The task: Across all the records, filter for lines with the word "SameSite" and copy them.

Dataset excerpts

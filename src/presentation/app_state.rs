// Application state for HTTP handlers
use crate::application::receipt_service::ReceiptService;

#[derive(Clone)]
pub struct AppState {
    pub receipt_service: ReceiptService,
}
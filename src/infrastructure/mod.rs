// Infrastructure layer - External dependencies and adapters
pub mod azure_client;
pub mod config;
pub mod logging;
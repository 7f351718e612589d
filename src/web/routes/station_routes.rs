use axum::{
    Json, Router,
    extract::{Extension, Path, State},
    http::StatusCode,
    response::IntoResponse,
    routing::get,
};
use sea_orm::{ActiveModelTrait, Set};
use serde::Deserialize;
use std::sync::Arc;

use crate::db::entities::station;
use crate::db::enums::{StationStatus, StationType};
use crate::db::models::{LocationDto, StationDto, StationImageDto, WeatherForecastDto};
use crate::db::new_id;
use crate::db::services::{forecast_service, station_service};
use crate::web::error::conflict_on_unique_violation;
use crate::web::models::AuthenticatedUser;
use crate::web::permissions::{self, require_admin};
use crate::web::{AppError, AppState};

pub fn station_router() -> Router<Arc<AppState>> {
    Router::new()
        .route("/", get(list_stations_handler).post(create_station_handler))
        .route(
            "/{id}",
            get(get_station_handler)
                .put(update_station_handler)
                .delete(delete_station_handler),
        )
        .route("/{id}/images", get(list_station_images_handler))
        .route("/{id}/forecast", get(station_forecast_handler))
}

async fn list_stations_handler(
    Extension(auth_user): Extension<AuthenticatedUser>,
    State(app_state): State<Arc<AppState>>,
) -> Result<Json<Vec<StationDto>>, AppError> {
    let scope = permissions::load_scope(&app_state.db, &auth_user).await?;
    let stations = match scope.station_filter() {
        None => station_service::list_stations(&app_state.db).await?,
        Some(ids) => station_service::list_stations_by_ids(&app_state.db, ids).await?,
    };
    Ok(Json(stations.into_iter().map(StationDto::from).collect()))
}

async fn get_station_handler(
    Extension(auth_user): Extension<AuthenticatedUser>,
    State(app_state): State<Arc<AppState>>,
    Path(station_id): Path<String>,
) -> Result<Json<StationDto>, AppError> {
    let scope = permissions::load_scope(&app_state.db, &auth_user).await?;
    if !scope.can_access_station(&station_id) {
        return Err(AppError::Forbidden("station not permitted".to_string()));
    }

    let station = station_service::get_station(&app_state.db, &station_id)
        .await?
        .ok_or_else(|| AppError::NotFound("station not found".to_string()))?;
    Ok(Json(StationDto::from(station)))
}

#[derive(Deserialize)]
#[serde(rename_all = "camelCase")]
pub struct CreateStationRequest {
    pub id: Option<String>,
    pub name: String,
    #[serde(rename = "type")]
    pub station_type: StationType,
    pub location: LocationDto,
    pub status: StationStatus,
    pub sim_card_id: Option<String>,
    pub image_url: Option<String>,
    #[serde(default)]
    pub description: String,
}

async fn create_station_handler(
    Extension(auth_user): Extension<AuthenticatedUser>,
    State(app_state): State<Arc<AppState>>,
    Json(payload): Json<CreateStationRequest>,
) -> Result<(StatusCode, Json<StationDto>), AppError> {
    require_admin(&auth_user)?;

    if payload.name.is_empty() {
        return Err(AppError::InvalidInput("station name is required".to_string()));
    }

    let station_id = payload.id.unwrap_or_else(|| new_id("station"));
    if station_service::get_station(&app_state.db, &station_id)
        .await?
        .is_some()
    {
        return Err(AppError::Conflict("station already exists".to_string()));
    }

    let station = station::ActiveModel {
        id: Set(station_id),
        name: Set(payload.name),
        station_type: Set(payload.station_type),
        latitude: Set(payload.location.lat),
        longitude: Set(payload.location.lng),
        address: Set(payload.location.address),
        status: Set(payload.status),
        last_data_time: Set(None),
        sim_card_id: Set(payload.sim_card_id),
        image_url: Set(payload.image_url),
        description: Set(payload.description),
    }
    .insert(&app_state.db)
    .await
    .map_err(|e| conflict_on_unique_violation(e, "station already exists"))?;

    Ok((StatusCode::CREATED, Json(StationDto::from(station))))
}

#[derive(Deserialize)]
#[serde(rename_all = "camelCase")]
pub struct UpdateStationRequest {
    pub name: Option<String>,
    #[serde(rename = "type")]
    pub station_type: Option<StationType>,
    pub location: Option<LocationDto>,
    pub status: Option<StationStatus>,
    pub sim_card_id: Option<Option<String>>,
    pub image_url: Option<Option<String>>,
    pub description: Option<String>,
}

async fn update_station_handler(
    Extension(auth_user): Extension<AuthenticatedUser>,
    State(app_state): State<Arc<AppState>>,
    Path(station_id): Path<String>,
    Json(payload): Json<UpdateStationRequest>,
) -> Result<Json<StationDto>, AppError> {
    require_admin(&auth_user)?;

    let station = station_service::get_station(&app_state.db, &station_id)
        .await?
        .ok_or_else(|| AppError::NotFound("station not found".to_string()))?;

    let mut active: station::ActiveModel = station.into();
    if let Some(name) = payload.name {
        active.name = Set(name);
    }
    if let Some(station_type) = payload.station_type {
        active.station_type = Set(station_type);
    }
    if let Some(location) = payload.location {
        active.latitude = Set(location.lat);
        active.longitude = Set(location.lng);
        active.address = Set(location.address);
    }
    if let Some(status) = payload.status {
        active.status = Set(status);
    }
    if let Some(sim_card_id) = payload.sim_card_id {
        active.sim_card_id = Set(sim_card_id);
    }
    if let Some(image_url) = payload.image_url {
        active.image_url = Set(image_url);
    }
    if let Some(description) = payload.description {
        active.description = Set(description);
    }

    let updated = active.update(&app_state.db).await?;
    Ok(Json(StationDto::from(updated)))
}

async fn delete_station_handler(
    Extension(auth_user): Extension<AuthenticatedUser>,
    State(app_state): State<Arc<AppState>>,
    Path(station_id): Path<String>,
) -> Result<impl IntoResponse, AppError> {
    require_admin(&auth_user)?;

    let removed = station_service::delete_station(&app_state.db, &station_id).await?;
    if removed == 0 {
        return Err(AppError::NotFound("station not found".to_string()));
    }
    Ok(StatusCode::NO_CONTENT)
}

async fn list_station_images_handler(
    Extension(auth_user): Extension<AuthenticatedUser>,
    State(app_state): State<Arc<AppState>>,
    Path(station_id): Path<String>,
) -> Result<Json<Vec<StationImageDto>>, AppError> {
    let scope = permissions::load_scope(&app_state.db, &auth_user).await?;
    if !scope.can_access_station(&station_id) {
        return Err(AppError::Forbidden("station not permitted".to_string()));
    }
    if station_service::get_station(&app_state.db, &station_id)
        .await?
        .is_none()
    {
        return Err(AppError::NotFound("station not found".to_string()));
    }

    let images = station_service::list_station_images(&app_state.db, &station_id).await?;
    Ok(Json(images.into_iter().map(StationImageDto::from).collect()))
}

async fn station_forecast_handler(
    Extension(auth_user): Extension<AuthenticatedUser>,
    State(app_state): State<Arc<AppState>>,
    Path(station_id): Path<String>,
) -> Result<Json<Vec<WeatherForecastDto>>, AppError> {
    let scope = permissions::load_scope(&app_state.db, &auth_user).await?;
    if !scope.can_access_station(&station_id) {
        return Err(AppError::Forbidden("station not permitted".to_string()));
    }
    if station_service::get_station(&app_state.db, &station_id)
        .await?
        .is_none()
    {
        return Err(AppError::NotFound("station not found".to_string()));
    }

    let forecasts = forecast_service::list_forecasts_for_station(&app_state.db, &station_id).await?;
    Ok(Json(
        forecasts.into_iter().map(WeatherForecastDto::from).collect(),
    ))
}
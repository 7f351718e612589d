use sea_orm::entity::prelude::*;
use serde::{Deserialize, Serialize};

use crate::db::enums::SimStatus;

#[derive(Clone, Debug, PartialEq, Eq, DeriveEntityModel, Serialize, Deserialize)]
#[sea_orm(table_name = "sim_cards")]
pub struct Model {
    #[sea_orm(primary_key, auto_increment = false)]
    pub id: String,
    pub sim_number: String,
    pub provider: String,
    pub associated_station: Option<String>,
    pub status: SimStatus,
    pub last_communication: Option<ChronoDateTimeUtc>,
}

#[derive(Copy, Clone, Debug, EnumIter, DeriveRelation)]
pub enum Relation {
    #[sea_orm(
        belongs_to = "super::station::Entity",
        from = "Column::AssociatedStation",
        to = "super::station::Column::Id",
        on_delete = "SetNull"
    )]
    Station,
}

impl Related<super::station::Entity> for Entity {
    fn to() -> RelationDef {
        Relation::Station.def()
    }
}

impl ActiveModelBehavior for ActiveModel {}
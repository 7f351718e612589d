use axum::{
    Json, Router,
    extract::{Extension, State},
    http::{HeaderValue, Method},
    middleware as axum_middleware,
    response::IntoResponse,
    routing::{get, post},
};
use axum_extra::extract::cookie::{Cookie, CookieJar, SameSite};
use sea_orm::DatabaseConnection;
use std::sync::Arc;
use tower_http::cors::{Any, AllowOrigin, CorsLayer};

use crate::config::ServerConfig;
use crate::db::models::UserDto;
use crate::db::services::user_service;
use crate::services::auth_service;
use crate::web::{
    middleware::auth,
    models::{AuthenticatedUser, LoginRequest},
    routes::{
        activity_routes, export_routes, reading_routes, sim_routes, station_routes, user_routes,
    },
};

pub mod error;
pub mod middleware;
pub mod models;
pub mod permissions;
pub mod routes;

pub use error::AppError;

pub struct AppState {
    pub db: DatabaseConnection,
    pub config: Arc<ServerConfig>,
}

async fn login_handler(
    State(app_state): State<Arc<AppState>>,
    jar: CookieJar,
    Json(payload): Json<LoginRequest>,
) -> Result<impl IntoResponse, AppError> {
    let login_response =
        auth_service::login_user(&app_state.db, payload, &app_state.config.jwt_secret).await?;

    let auth_cookie = Cookie::build(("token", login_response.token.clone()))
        .path("/")
        .http_only(true)
        .same_site(SameSite::Lax)
        .secure(true)
        .build();

    Ok((jar.add(auth_cookie), Json(login_response)))
}

async fn logout_handler(jar: CookieJar) -> impl IntoResponse {
    (
        jar.remove(Cookie::build(("token", "")).path("/").build()),
        Json(serde_json::json!({ "message": "logged out" })),
    )
}

/// Served fresh from the user row so permission edits show up without a
/// re-login.
async fn me_handler(
    Extension(auth_user): Extension<AuthenticatedUser>,
    State(app_state): State<Arc<AppState>>,
) -> Result<Json<UserDto>, AppError> {
    let user = user_service::get_user_by_id(&app_state.db, &auth_user.id)
        .await?
        .ok_or(AppError::InvalidCredentials)?;
    Ok(Json(UserDto::from(user)))
}

async fn health_check_handler() -> Json<serde_json::Value> {
    Json(serde_json::json!({ "status": "ok" }))
}

pub fn create_axum_router(db: DatabaseConnection, config: Arc<ServerConfig>) -> Router {
    let app_state = Arc::new(AppState { db, config });

    let allow_origin = match &app_state.config.cors_origin {
        Some(origin) => AllowOrigin::exact(
            origin
                .parse::<HeaderValue>()
                .expect("CORS_ORIGIN is not a valid header value"),
        ),
        None => AllowOrigin::any(),
    };
    let cors = CorsLayer::new()
        .allow_origin(allow_origin)
        .allow_methods(vec![
            Method::GET,
            Method::POST,
            Method::PUT,
            Method::DELETE,
            Method::OPTIONS,
        ])
        .allow_headers(Any);

    let auth_layer = axum_middleware::from_fn_with_state(app_state.clone(), auth::auth);

    Router::new()
        .route("/health", get(health_check_handler))
        .route("/api/auth/login", post(login_handler))
        .route("/api/auth/logout", post(logout_handler))
        .route("/api/auth/me", get(me_handler).route_layer(auth_layer.clone()))
        .nest(
            "/api/stations",
            station_routes::station_router()
                .merge(reading_routes::reading_router())
                .route_layer(auth_layer.clone()),
        )
        .nest(
            "/api/activities",
            activity_routes::activity_router().route_layer(auth_layer.clone()),
        )
        .nest(
            "/api/users",
            user_routes::user_router().route_layer(auth_layer.clone()),
        )
        .merge(user_routes::permissions_router().route_layer(auth_layer.clone()))
        .merge(sim_routes::sim_router().route_layer(auth_layer.clone()))
        .merge(export_routes::export_router().route_layer(auth_layer))
        .with_state(app_state)
        .layer(cors)
}
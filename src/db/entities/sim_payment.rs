use sea_orm::entity::prelude::*;
use serde::{Deserialize, Serialize};

use crate::db::enums::PaymentStatus;

#[derive(Clone, Debug, PartialEq, DeriveEntityModel, Serialize, Deserialize)]
#[sea_orm(table_name = "sim_payments")]
pub struct Model {
    #[sea_orm(primary_key, auto_increment = false)]
    pub id: String,
    pub station_id: String,
    pub station_name: Option<String>,
    pub sim_number: String,
    pub provider: String,
    pub amount: f64,
    pub due_date: ChronoDate,
    pub status: PaymentStatus,
    pub paid_date: Option<ChronoDate>,
    pub notes: Option<String>,
}

#[derive(Copy, Clone, Debug, EnumIter, DeriveRelation)]
pub enum Relation {
    #[sea_orm(
        belongs_to = "super::station::Entity",
        from = "Column::StationId",
        to = "super::station::Column::Id",
        on_delete = "Cascade"
    )]
    Station,
}

impl Related<super::station::Entity> for Entity {
    fn to() -> RelationDef {
        Relation::Station.def()
    }
}

impl ActiveModelBehavior for ActiveModel {}
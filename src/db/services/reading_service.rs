use chrono::{DateTime, Utc};
use sea_orm::{
    ActiveModelTrait, ColumnTrait, DatabaseConnection, DbErr, EntityTrait, Order, QueryFilter,
    QueryOrder, QuerySelect,
};

use crate::db::entities::prelude::*;
use crate::db::entities::sensor_reading;
use crate::db::services::station_service;

/// Readings for a station since `start`, ascending by timestamp. The newest
/// `limit` rows win when the window holds more than `limit` samples.
pub async fn list_readings_since(
    db: &DatabaseConnection,
    station_id: &str,
    start: DateTime<Utc>,
    limit: u64,
) -> Result<Vec<sensor_reading::Model>, DbErr> {
    let mut readings = SensorReading::find()
        .filter(SensorReadingColumn::StationId.eq(station_id))
        .filter(SensorReadingColumn::Timestamp.gte(start))
        .order_by(SensorReadingColumn::Timestamp, Order::Desc)
        .limit(limit)
        .all(db)
        .await?;
    readings.reverse();
    Ok(readings)
}

pub async fn latest_reading(
    db: &DatabaseConnection,
    station_id: &str,
) -> Result<Option<sensor_reading::Model>, DbErr> {
    SensorReading::find()
        .filter(SensorReadingColumn::StationId.eq(station_id))
        .order_by(SensorReadingColumn::Timestamp, Order::Desc)
        .one(db)
        .await
}

/// Inserts a reading and stamps the station's `last_data_time`.
pub async fn insert_reading(
    db: &DatabaseConnection,
    reading: sensor_reading::ActiveModel,
) -> Result<sensor_reading::Model, DbErr> {
    let model = reading.insert(db).await?;
    station_service::touch_last_data_time(db, &model.station_id, model.timestamp).await?;
    Ok(model)
}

Response for this exercise:
use axum_extra::extract::cookie::{Cookie, CookieJar, SameSite};
        .same_site(SameSite::Lax)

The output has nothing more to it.